#[test]
#[should_panic(expected = "no matching pass")]
fn dispatch_outside_a_compute_pass_panics() {
    let mut device = device();
    device.frame_start().unwrap();
    let shader = device.create_shader(&ShaderDefinition::compute("double", COMPUTE));
    device.start_render_pass(&RenderPassDesc::new("main")).unwrap();
    let _ = device.dispatch(&DispatchCall {
        shader: &shader,
        bind_groups: [None, None, None],
        workgroups: Workgroups::Direct { x: 1, y: 1, z: 1 },
    });
}

// ============================================================================
// Device Loss
// ============================================================================

#[test]
fn lost_devices_drop_their_objects_until_restored() {
    let mut device = device();
    device.frame_start().unwrap();
    let mut scene = Scene::new(&mut device);
    device.start_render_pass(&RenderPassDesc::new("main")).unwrap();
    device.draw(&scene.draw(TRIANGLE)).unwrap();
    device.end_render_pass();
    let buffer = values_buffer(&device);

    device.backend().lose_device();
    assert!(matches!(device.frame_start(), Err(BinderyError::DeviceLost)));
    assert!(device.is_lost());
    assert_eq!(device.render_pipeline_count(), 0);
    assert_eq!(device.shader_module_count(), 0);
    assert!(device.back_buffer().is_none());

    // Everything fails cleanly while lost.
    assert!(matches!(device.frame_start(), Err(BinderyError::DeviceLost)));
    assert!(matches!(
        device.start_render_pass(&RenderPassDesc::new("main")),
        Err(BinderyError::DeviceLost)
    ));
    assert!(matches!(
        pollster::block_on(device.read_buffer(&buffer, 0, 4, true)),
        Err(BinderyError::DeviceLost)
    ));

    device.restore(RecordingBackend::new());
    assert!(!device.is_lost());
    device.frame_start().unwrap();

    scene.vertices.recreate(device.backend());
    scene.indices.recreate(device.backend());
    scene.refresh(&mut device);
    device.start_render_pass(&RenderPassDesc::new("main")).unwrap();
    device.draw(&scene.draw(TRIANGLE)).unwrap();
    device.end_render_pass();

    assert_eq!(device.render_pipeline_count(), 1);
    let created = count(&device.backend().commands(), |c| {
        matches!(c, Command::CreateRenderPipeline { .. })
    });
    assert_eq!(created, 1);
}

---

# Exercise prompt:
Once the line containing "scene.refresh(&mut device);" has been retyped, stop. Begin at the first line of the material and reproduce every line up to it exactly.

# Answer area:
#[test]
#[should_panic(expected = "no matching pass")]
fn dispatch_outside_a_compute_pass_panics() {
    let mut device = device();
    device.frame_start().unwrap();
    let shader = device.create_shader(&ShaderDefinition::compute("double", COMPUTE));
    device.start_render_pass(&RenderPassDesc::new("main")).unwrap();
    let _ = device.dispatch(&DispatchCall {
        shader: &shader,
        bind_groups: [None, None, None],
        workgroups: Workgroups::Direct { x: 1, y: 1, z: 1 },
    });
}

// ============================================================================
// Device Loss
// ============================================================================

#[test]
fn lost_devices_drop_their_objects_until_restored() {
    let mut device = device();
    device.frame_start().unwrap();
    let mut scene = Scene::new(&mut device);
    device.start_render_pass(&RenderPassDesc::new("main")).unwrap();
    device.draw(&scene.draw(TRIANGLE)).unwrap();
    device.end_render_pass();
    let buffer = values_buffer(&device);

    device.backend().lose_device();
    assert!(matches!(device.frame_start(), Err(BinderyError::DeviceLost)));
    assert!(device.is_lost());
    assert_eq!(device.render_pipeline_count(), 0);
    assert_eq!(device.shader_module_count(), 0);
    assert!(device.back_buffer().is_none());

    // Everything fails cleanly while lost.
    assert!(matches!(device.frame_start(), Err(BinderyError::DeviceLost)));
    assert!(matches!(
        device.start_render_pass(&RenderPassDesc::new("main")),
        Err(BinderyError::DeviceLost)
    ));
    assert!(matches!(
        pollster::block_on(device.read_buffer(&buffer, 0, 4, true)),
        Err(BinderyError::DeviceLost)
    ));

    device.restore(RecordingBackend::new());
    assert!(!device.is_lost());
    device.frame_start().unwrap();

    scene.vertices.recreate(device.backend());
    scene.indices.recreate(device.backend());
    scene.refresh(&mut device);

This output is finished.